The non-conductive silicon pillar 15 is bonded to the conductive silicon pad 13 at the center of the concave inner surface of the non-conductive silicon holder 11. The non-conductive silicon pillar 15 is inserted into the hollow of the patch 20 to support the patch 20.

The non-conductive silicone pillar 15 includes a wide flat portion 15a and a protrusion 15c protruding from the lower surface of the flat portion 15a. The upper surface of the flat portion 15a includes one or more small protrusions 15b. The non-conductive silicone pillar 15 includes a hollow 15d. The hollow 15d penetrates the flat portion 15a and a portion of the protrusion 15a to provide a concave space in the centers of the flat portion 15a and protrusion 15c with a depth smaller than the height of the protrusion 15c.

The non-conductive silicone holder 11, conductive silicone pad 13, non-conductive silicone pillar 15, and metal pin 17 can be simultaneously combined in the mold. For example, when the raw material of the conductive silicone pad 13 is injected into a mold while a separately manufactured non-conductive silicone holder 11, non-conductive silicone pillar 15, and metal pin 17 are mounted in the mold, components of the electrode module excluding the patch 20 are combined in one process as illustrated in FIG. 11.

The thin neck portion 17c of a metal pin 17 is inserted into a hollow 15d of the non-conductive silicone pillar 15. In a state in which the neck portion 17c of the metal pin 17 is inserted into the hollow 15d of the non-conductive silicone pillar 15, the conductive silicone pad 13 is filled between the metal pin 17 and the non-conductive silicone pillar 15. When the patch 20 is a wet pad, the current path and moisture penetration can spread through the conductive silicone pad 13 filled between the non-conductive silicone pillar 15 and the metal pin 17.

The protrusion 15b protruding from the flat surface 15a of the non-conductive silicone pillar 15 comes into contact with the inner surface of the non-conductive silicone holder 11, and secures a space between the inner surface of the non-conductive silicone holder 11 and the flat surface 15a of the non-conductive silicone pillar 15. The space secured by the protrusion 15b and hollow space 15d are filled with the central portion of the conductive silicone pad 13.

The patch 20 can be implemented as a wet pad or a dry pad as described above. When the patch 20 is pressed into the conductive silicone pillar 15, the protrusion 15c of the conductive silicone pillar 15 is inserted into the concave inner space of the non-conductive silicone holder 11 as illustrated in FIG. 6. The non-conductive silicone pillar 15 fixes the patch 20 within the non-conductive silicone holder 11. The thickness of the patch 20 is thicker than the side wall of the non-conductive silicone holder 11. Therefore, when the patch 20 is inserted into the non-conductive silicone holder 11, the patch 20 protrudes outward by d1 and can be closely adhered to the head of the subject.

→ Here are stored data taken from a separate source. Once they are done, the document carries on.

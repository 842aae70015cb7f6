//! Tab-separated event, query and prediction files.
//!
//! An event file has one row per event: `n_otypes` identifier columns followed by the
//! score. A query file has the identifier columns only; any further columns are
//! ignored, so an event file can be used as a query file. No header rows. Lines
//! starting with `#` are comments.

use crate::data::ExternalId;
use std::path::Path;
use thiserror::Error;

#[derive(Error, Debug)]
pub enum IoError {
    #[error("Error reading or writing a tab-separated file: {0}")]
    Csv(#[from] csv::Error),

    #[error("IO error: {0}")]
    Io(#[from] std::io::Error),

    #[error("Malformed row at line {line}: {reason}")]
    MalformedRow { line: u64, reason: String },
}

/// Events and scores as read from disk, before ingestion.
#[derive(Debug, Clone, Default)]
pub struct RawEvents {
    pub events: Vec<Vec<ExternalId>>,
    pub scores: Vec<f64>,
}

fn reader(path: &Path) -> Result<csv::Reader<std::fs::File>, IoError> {
    Ok(csv::ReaderBuilder::new()
        .delimiter(b'\t')
        .has_headers(false)
        .flexible(true)
        .comment(Some(b'#'))
        .from_path(path)?)
}

fn line_of(record: &csv::StringRecord) -> u64 {
    record.position().map(|p| p.line()).unwrap_or(0)
}

fn parse_ids(record: &csv::StringRecord, n_otypes: usize) -> Result<Vec<ExternalId>, IoError> {
    if record.len() < n_otypes {
        return Err(IoError::MalformedRow {
            line: line_of(record),
            reason: format!("expected {n_otypes} identifier columns, found {}", record.len()),
        });
    }
    Ok(record
        .iter()
        .take(n_otypes)
        .map(|token| match token.parse::<ExternalId>() {
            Ok(id) => id,
            Err(never) => match never {},
        })
        .collect())
}

pub fn load_events(path: &Path, n_otypes: usize) -> Result<RawEvents, IoError> {
    let mut raw = RawEvents::default();
    for record in reader(path)?.records() {
        let record = record?;
        let ids = parse_ids(&record, n_otypes)?;
        let token = record.get(n_otypes).ok_or_else(|| IoError::MalformedRow {
            line: line_of(&record),
            reason: "missing score column".to_string(),
        })?;
        let score = token
            .trim()
            .parse::<f64>()
            .map_err(|e| IoError::MalformedRow {
                line: line_of(&record),
                reason: format!("score '{token}' is not numeric ({e})"),
            })?;
        raw.events.push(ids);
        raw.scores.push(score);
    }
    log::info!(
        "Read {} events from {}",
        raw.events.len(),
        path.display()
    );
    Ok(raw)
}

pub fn load_queries(path: &Path, n_otypes: usize) -> Result<Vec<Vec<ExternalId>>, IoError> {
    let mut queries = Vec::new();
    for record in reader(path)?.records() {
        queries.push(parse_ids(&record?, n_otypes)?);
    }
    Ok(queries)
}

/// Writes one row per query: the identifiers, then the prediction.
pub fn write_predictions(
    path: &Path,
    queries: &[Vec<ExternalId>],
    predictions: &[f64],
) -> Result<(), IoError> {
    let mut writer = csv::WriterBuilder::new()
        .delimiter(b'\t')
        .from_path(path)?;
    for (query, prediction) in queries.iter().zip(predictions) {
        let mut row: Vec<String> = query.iter().map(ExternalId::to_token).collect();
        row.push(format!("{prediction:.6}"));
        writer.write_record(&row)?;
    }
    writer.flush()?;
    Ok(())
}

The height of the protrusion 15c of the non-conductive silicone pillar 15 is greater than the thickness of the patch 20. Therefore, in a state in which the patch 20 is pressed into the conductive silicone pillar 15, the protrusion 15c of the non-conductive silicone pillar 15 protrudes from the patch 20 by d2 as illustrated in FIG. 6. During the electrical stimulation treatment, the central portion of the patch 20 can overheat, causing the subject to feel hot and causing a burning phenomenon in the scalp. The non-conductive silicone pillar 15 can prevent the burning phenomenon by securing a space between the patch 20 and the subject's skin in the central portion of the patch 20 and lowering the level of adhesion.

The electrode modules 111 to 117 are arranged at a position facing the electrical stimulation site inside the helmet body 210. Each of the electrode modules 117 to 117 is connected to the circuit board through wiring.

FIG. 7 is a flowchart showing a control method of a non-invasive stimulation method according to an embodiment of the present invention in time series. FIG. 8 is a waveform diagram showing an electrical stimulation signal according to an embodiment of the present invention.

Referring to FIG. 7 and FIG. 8, the non-invasive stimulation method of the present invention starts to operate when the power button is input (Power ON). When the power is input, the control unit 140 proceeds to the standby step and applies a current of a base level L1 to the electrode modules 117 for a preset initialization time (S10).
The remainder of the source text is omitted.